The European Commission is still waiting for the ratification of the Own Resources Decision, the legal instrument that would allow the executive to borrow the money on the financial markets and then distribute it in the form of grants and loans. As of today, only 17 out of 27 member states have ratified the bill, with approval from every country needed for the process to continue.

As we told you last month, the German Constitutional Court delayed the country’s signature and is now examining an emergency appeal that argues the Own Resources Decision breaches EU law. It’s still not clear when and how the Court will respond, but the decision has already cast an ominous shadow over the whole process.

"It was German Chancellor Merkel, together with President Macron, who very much pushed exactly for this financial facility (that) we have created on the basis of Article 122 in the Lisbon Treaty," Johannes Hahn, the EU Budget Commissioner told Euronews this week.

"It's important that they (the German court) lift their reservation.
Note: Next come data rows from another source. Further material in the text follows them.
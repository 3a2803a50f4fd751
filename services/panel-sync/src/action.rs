//! State-changing form actions and their validation-error rendering

use std::sync::Arc;

use reqwest::Url;
use serde::Deserialize;
use serde_json::{Map, Value};

use crate::auth::Authenticator;
use crate::io::{HttpClient, HttpRequest};
use crate::notifier::{Notice, Notifier};
use crate::view::PanelView;

/// Action routes, relative to the page they are triggered from
pub mod routes {
    pub fn cancel_invite(page: &str, invite_id: &str) -> String {
        format!("{}/cancel/{}", page.trim_end_matches('/'), invite_id)
    }

    pub fn decline_invite(page: &str, invite_id: &str) -> String {
        format!("{}/decline/{}", page.trim_end_matches('/'), invite_id)
    }

    pub fn remove_member(page: &str, email: &str) -> String {
        format!("{}/remove-user/{}", page.trim_end_matches('/'), email)
    }

    pub fn create_task(page: &str) -> String {
        format!("{}/create-task", page.trim_end_matches('/'))
    }

    /// Projects are created by posting to the project list page itself
    pub fn create_project(page: &str) -> String {
        page.to_string()
    }

    pub fn invite_user(page: &str) -> String {
        format!("{}/invite-user", page.trim_end_matches('/'))
    }
}

/// One field/message pair from a rejected submission
#[derive(Debug, Clone, PartialEq, Eq)]
pub struct FieldError {
    pub field: String,
    pub message: String,
}

impl FieldError {
    /// Badge markup for the error view
    pub fn badge(&self) -> String {
        format!(
            r#"<p><span class="badge badge-danger">{} : {}</span></p>"#,
            self.field, self.message
        )
    }
}

/// Result of a submitted action
#[derive(Debug, Clone, PartialEq)]
pub enum ActionOutcome {
    /// 2xx response. `confirmed` is false only when the server sent a
    /// `status` other than `ok`.
    Completed {
        message: Option<String>,
        confirmed: bool,
        body: Value,
    },
    /// Non-2xx response carrying per-field validation errors
    Rejected {
        message: Option<String>,
        errors: Vec<FieldError>,
    },
    /// Non-2xx response without validation errors
    Failed { status: u16, message: Option<String> },
}

#[derive(Debug, Default, Deserialize)]
struct ActionResponse {
    #[serde(default)]
    message: Option<String>,
    #[serde(default)]
    status: Option<String>,
    #[serde(default)]
    errors: Option<Map<String, Value>>,
}

/// Submits forms to action routes
pub struct ActionClient {
    base: Url,
    http: Arc<dyn HttpClient>,
    auth: Arc<Authenticator>,
    notifier: Arc<dyn Notifier>,
    errors: Arc<dyn PanelView>,
}

impl std::fmt::Debug for ActionClient {
    fn fmt(&self, f: &mut std::fmt::Formatter<'_>) -> std::fmt::Result {
        f.debug_struct("ActionClient")
            .field("base", &self.base)
            .field("errors", &self.errors)
            .finish_non_exhaustive()
    }
}

impl ActionClient {
    pub fn new(
        base: Url,
        http: Arc<dyn HttpClient>,
        auth: Arc<Authenticator>,
        notifier: Arc<dyn Notifier>,
        errors: Arc<dyn PanelView>,
    ) -> Self {
        Self {
            base,
            http,
            auth,
            notifier,
            errors,
        }
    }

    /// POST `form` to `locator`.
    ///
    /// The error view is cleared first. Transport failures are returned and
    /// never retried.
    pub async fn submit(
        &self,
        locator: &str,
        form: Vec<(String, String)>,
    ) -> crate::Result<ActionOutcome> {
        let url = self
            .base
            .join(locator)
            .map_err(|e| crate::SyncError::InvalidUrl {
                url: locator.to_string(),
                reason: e.to_string(),
            })?;

        self.errors.clear();
        let request = self.auth.authenticate(HttpRequest::post_form(url, form));
        tracing::debug!("Submitting action to {}", request.url);
        let response = self.http.send(&request).await?;

        let body: Value = serde_json::from_str(&response.body).unwrap_or(Value::Null);
        let parsed = ActionResponse::deserialize(&body).unwrap_or_default();

        if let Some(message) = &parsed.message {
            let notice = if response.is_success() {
                Notice::info(message.clone())
            } else {
                Notice::error(message.clone())
            };
            self.notifier.notify(&notice).await;
        }

        if response.is_success() {
            let confirmed = parsed.status.as_deref().is_none_or(|s| s == "ok");
            return Ok(ActionOutcome::Completed {
                message: parsed.message,
                confirmed,
                body,
            });
        }

        match parsed.errors {
            Some(errors) => {
                let errors = field_errors(&errors);
                for error in &errors {
                    self.errors.append(&error.badge());
                }
                tracing::debug!(
                    "Action at {} rejected with {} field errors",
                    request.url,
                    errors.len()
                );
                Ok(ActionOutcome::Rejected {
                    message: parsed.message,
                    errors,
                })
            }
            None => {
                tracing::warn!(
                    "Action at {} failed with status {}",
                    request.url,
                    response.status
                );
                Ok(ActionOutcome::Failed {
                    status: response.status,
                    message: parsed.message,
                })
            }
        }
    }
}

fn field_errors(errors: &Map<String, Value>) -> Vec<FieldError> {
    errors
        .iter()
        .flat_map(|(field, messages)| {
            messages
                .as_array()
                .into_iter()
                .flatten()
                .filter_map(|entry| entry.get("message").and_then(Value::as_str))
                .map(move |message| FieldError {
                    field: field.clone(),
                    message: message.to_string(),
                })
        })
        .collect()
}
//! Anti-forgery token handling for state-changing requests
//!
//! Safe methods (GET, HEAD, OPTIONS, TRACE) and cross-origin requests pass
//! through untouched. Everything else gets the token header when a token is
//! available; a missing token is left for the server to reject.

use std::sync::Arc;

use reqwest::Url;

use crate::config::AuthConfig;
use crate::io::HttpRequest;

/// Source of client-stored credentials, keyed by cookie name
pub trait TokenStore: Send + Sync + std::fmt::Debug {
    fn get(&self, name: &str) -> Option<String>;
}

/// Token store backed by a `Cookie:` header style string (`a=1; csrftoken=xyz`)
#[derive(Debug, Clone, Default)]
pub struct CookieTokenStore {
    cookies: Vec<(String, String)>,
}

impl CookieTokenStore {
    pub fn parse(raw: &str) -> Self {
        let cookies = raw
            .split(';')
            .filter_map(|pair| {
                let (name, value) = pair.split_once('=')?;
                let name = name.trim();
                if name.is_empty() {
                    return None;
                }
                Some((name.to_string(), value.trim().to_string()))
            })
            .collect();
        Self { cookies }
    }
}

impl TokenStore for CookieTokenStore {
    fn get(&self, name: &str) -> Option<String> {
        self.cookies
            .iter()
            .find(|(k, _)| k == name)
            .map(|(_, v)| v.clone())
    }
}

/// Token store that always hands out the same token, if any
#[derive(Debug, Clone, Default)]
pub struct StaticTokenStore {
    token: Option<String>,
}

impl StaticTokenStore {
    pub fn new(token: Option<String>) -> Self {
        Self { token }
    }
}

impl TokenStore for StaticTokenStore {
    fn get(&self, _name: &str) -> Option<String> {
        self.token.clone()
    }
}

/// Attaches the anti-forgery header to outgoing requests
#[derive(Debug, Clone)]
pub struct Authenticator {
    origin: Url,
    cookie_name: String,
    header_name: String,
    tokens: Arc<dyn TokenStore>,
}

impl Authenticator {
    pub fn new(origin: Url, config: &AuthConfig, tokens: Arc<dyn TokenStore>) -> Self {
        Self {
            origin,
            cookie_name: config.cookie_name.clone(),
            header_name: config.header_name.clone(),
            tokens,
        }
    }

    /// Scheme, host and port differ from the configured server origin
    pub fn is_cross_origin(&self, url: &Url) -> bool {
        url.origin() != self.origin.origin()
    }

    pub fn authenticate(&self, mut request: HttpRequest) -> HttpRequest {
        if request.method.is_safe() || self.is_cross_origin(&request.url) {
            return request;
        }

        match self.tokens.get(&self.cookie_name) {
            Some(token) => {
                request
                    .headers
                    .retain(|(k, _)| !k.eq_ignore_ascii_case(&self.header_name));
                request.headers.push((self.header_name.clone(), token));
            }
            None => {
                tracing::debug!(
                    "No '{}' token stored, sending {} {} without it",
                    self.cookie_name,
                    request.method,
                    request.url
                );
            }
        }
        request
    }
}
//! Configuration types for the panel-sync service

use serde::{Deserialize, Serialize};
use std::path::Path;
use std::time::Duration;

use reqwest::Url;

use crate::policy::RetryPolicy;

/// Main configuration structure
#[derive(Debug, Clone, Default, Serialize, Deserialize)]
pub struct Config {
    #[serde(default)]
    pub server: ServerConfig,
    #[serde(default)]
    pub auth: AuthConfig,
    #[serde(default)]
    pub panels: Vec<PanelConfig>,
    #[serde(default)]
    pub jobs: JobConfig,
}

/// Remote server settings
#[derive(Debug, Clone, Serialize, Deserialize)]
pub struct ServerConfig {
    #[serde(default = "default_base_url")]
    pub base_url: String,
    /// No timeout when absent: a hung request stalls only its own session
    #[serde(default)]
    pub request_timeout_ms: Option<u64>,
}

impl Default for ServerConfig {
    fn default() -> Self {
        Self {
            base_url: default_base_url(),
            request_timeout_ms: None,
        }
    }
}

impl ServerConfig {
    pub fn base_url(&self) -> crate::Result<Url> {
        Url::parse(&self.base_url).map_err(|e| crate::SyncError::InvalidUrl {
            url: self.base_url.clone(),
            reason: e.to_string(),
        })
    }

    /// Resolve a locator (absolute or relative to the base URL)
    pub fn resolve(&self, locator: &str) -> crate::Result<Url> {
        if locator.is_empty() {
            return Err(crate::SyncError::InvalidUrl {
                url: locator.to_string(),
                reason: "locator is empty".to_string(),
            });
        }
        self.base_url()?
            .join(locator)
            .map_err(|e| crate::SyncError::InvalidUrl {
                url: locator.to_string(),
                reason: e.to_string(),
            })
    }

    pub fn request_timeout(&self) -> Option<Duration> {
        self.request_timeout_ms.map(Duration::from_millis)
    }
}

/// Anti-forgery token settings
#[derive(Debug, Clone, Serialize, Deserialize)]
pub struct AuthConfig {
    #[serde(default = "default_cookie_name")]
    pub cookie_name: String,
    #[serde(default = "default_header_name")]
    pub header_name: String,
    /// Raw cookie string the token is read from
    #[serde(default)]
    pub cookies: Option<String>,
}

impl Default for AuthConfig {
    fn default() -> Self {
        Self {
            cookie_name: default_cookie_name(),
            header_name: default_header_name(),
            cookies: None,
        }
    }
}

/// Which collection a panel shows
#[derive(Debug, Clone, Copy, PartialEq, Eq, Serialize, Deserialize)]
#[serde(rename_all = "snake_case")]
pub enum PanelKind {
    Activities,
    Tasks,
    SubTasks,
}

impl PanelKind {
    pub fn default_page_size(&self) -> u64 {
        match self {
            PanelKind::Activities => 5,
            PanelKind::Tasks | PanelKind::SubTasks => 1,
        }
    }
}

/// One polled panel
#[derive(Debug, Clone, Serialize, Deserialize)]
pub struct PanelConfig {
    pub name: String,
    pub kind: PanelKind,
    pub locator: String,
    #[serde(default)]
    pub initial_page_size: Option<u64>,
    #[serde(default = "default_interval_ms")]
    pub interval_ms: u64,
    #[serde(default = "default_retry_delay_ms")]
    pub retry_delay_ms: u64,
    #[serde(default)]
    pub retry: RetryPolicy,
}

impl PanelConfig {
    pub fn new(name: &str, kind: PanelKind, locator: &str) -> Self {
        Self {
            name: name.to_string(),
            kind,
            locator: locator.to_string(),
            initial_page_size: None,
            interval_ms: default_interval_ms(),
            retry_delay_ms: default_retry_delay_ms(),
            retry: RetryPolicy::default(),
        }
    }

    pub fn page_size(&self) -> u64 {
        self.initial_page_size
            .unwrap_or_else(|| self.kind.default_page_size())
    }

    pub fn interval(&self) -> Duration {
        Duration::from_millis(self.interval_ms)
    }

    pub fn retry_delay(&self) -> Duration {
        Duration::from_millis(self.retry_delay_ms)
    }
}

/// Background job settings
#[derive(Debug, Clone, Serialize, Deserialize)]
pub struct JobConfig {
    #[serde(default = "default_create_locator")]
    pub create_locator: String,
    #[serde(default = "default_status_locator")]
    pub status_locator: String,
    #[serde(default = "default_job_poll_interval_ms")]
    pub poll_interval_ms: u64,
    /// Treat a `failed` status as terminal instead of polling on
    #[serde(default)]
    pub stop_on_failure: bool,
    #[serde(default)]
    pub retry: RetryPolicy,
}

impl Default for JobConfig {
    fn default() -> Self {
        Self {
            create_locator: default_create_locator(),
            status_locator: default_status_locator(),
            poll_interval_ms: default_job_poll_interval_ms(),
            stop_on_failure: false,
            retry: RetryPolicy::default(),
        }
    }
}

impl JobConfig {
    pub fn poll_interval(&self) -> Duration {
        Duration::from_millis(self.poll_interval_ms)
    }
}

fn default_base_url() -> String {
    "http://localhost:8000".to_string()
}

fn default_cookie_name() -> String {
    "csrftoken".to_string()
}

fn default_header_name() -> String {
    "X-CSRFToken".to_string()
}

fn default_interval_ms() -> u64 {
    10_000
}

fn default_retry_delay_ms() -> u64 {
    1_000
}

fn default_create_locator() -> String {
    "/github/add-repository".to_string()
}

fn default_status_locator() -> String {
    "/github/get-celery-task-status".to_string()
}

fn default_job_poll_interval_ms() -> u64 {
    2_000
}

/// Load configuration from a JSON file
pub fn load_config(path: &Path) -> crate::Result<Config> {
    let content = std::fs::read_to_string(path).map_err(|e| {
        crate::SyncError::Config(format!("Failed to read config file {:?}: {}", path, e))
    })?;
    let config: Config = serde_json::from_str(&content)?;
    config.validate()?;
    Ok(config)
}

impl Config {
    /// Check values serde cannot express
    pub fn validate(&self) -> crate::Result<()> {
        self.server.base_url()?;
        for panel in &self.panels {
            if panel.page_size() == 0 {
                return Err(crate::SyncError::Config(format!(
                    "Panel '{}' has initial_page_size 0",
                    panel.name
                )));
            }
            if panel.interval_ms == 0 {
                return Err(crate::SyncError::Config(format!(
                    "Panel '{}' has interval_ms 0",
                    panel.name
                )));
            }
            if panel.retry_delay_ms == 0 {
                return Err(crate::SyncError::Config(format!(
                    "Panel '{}' has retry_delay_ms 0",
                    panel.name
                )));
            }
            self.server.resolve(&panel.locator)?;
        }
        if self.jobs.poll_interval_ms == 0 {
            return Err(crate::SyncError::Config(
                "jobs.poll_interval_ms must be greater than 0".to_string(),
            ));
        }
        self.server.resolve(&self.jobs.create_locator)?;
        self.server.resolve(&self.jobs.status_locator)?;
        let mut names: Vec<&str> = self.panels.iter().map(|p| p.name.as_str()).collect();
        names.sort_unstable();
        if let Some(dup) = names.windows(2).find(|w| w[0] == w[1]) {
            return Err(crate::SyncError::Config(format!(
                "Duplicate panel name '{}'",
                dup[0]
            )));
        }
        Ok(())
    }
}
And I'm also confident that this will be done in due time so that we are indeed not losing any time."

The Commission is also waiting for the recovery and resilience plans that each EU country has to submit before April 30. These plans must lay out the reforms and public investment projects that will be financed by the billions of euros from Next Generation EU, and they have to be approved by both the Commission and the Council.

But these programmes are also proving to be controversial and divisive. In Poland, the ruling coalition is split on how the money should be spent and repaid. Even the pro-European opposition parties are threatening to vote down the plan because they fear the current right-wing government will not use the cash in a fair and transparent manner.

Brussels is feeling the pressure. Southern countries are increasingly impatient and investors are becoming concerned over the lack of action. To make matters more awkward, the US Congress managed to pass a colossal $1.9 trillion relief bill in a matter of weeks, a fact that only served to underline the EU’s tardiness. The International Monetary Fund has welcomed the Biden-led initiative with open arms: the forecast for the US economy has been upgraded to an impressive 6% in 2021.

The Commission hopes that the recent developments will turn out to be just temporary hiccups and the eagerly anticipated cash will arrive in summer. The team of President von der Leyen deliberately designed Next Generation EU to advance the twin goals of making the bloc more sustainable and digital. Around 30% of the bonds (equal to €250 billion) will be green bonds, making the EU the largest issuer of this kind of debt security.

"At the end of the day, we will only be successful if each and every member state is contributing to this reform agenda because it's about the recovery of the single market and the single market is only as successful as every part of the single market is," Hahn told us.

The clock is ticking and the pandemic rages on. And the recovery fund still has a long path ahead.


The EU is a great and necessary institution, which the UK was ill-advised to leave, but it does not respond well to emergencies. Such things as response to epidemics are best left to individual nations. In the long run, the measures taken by China and the US will lift the global economy, including European nations and the proposed recovery fund, if it is ever ratified, will prove to be irrelevant for all but the very weakest economies in the EU.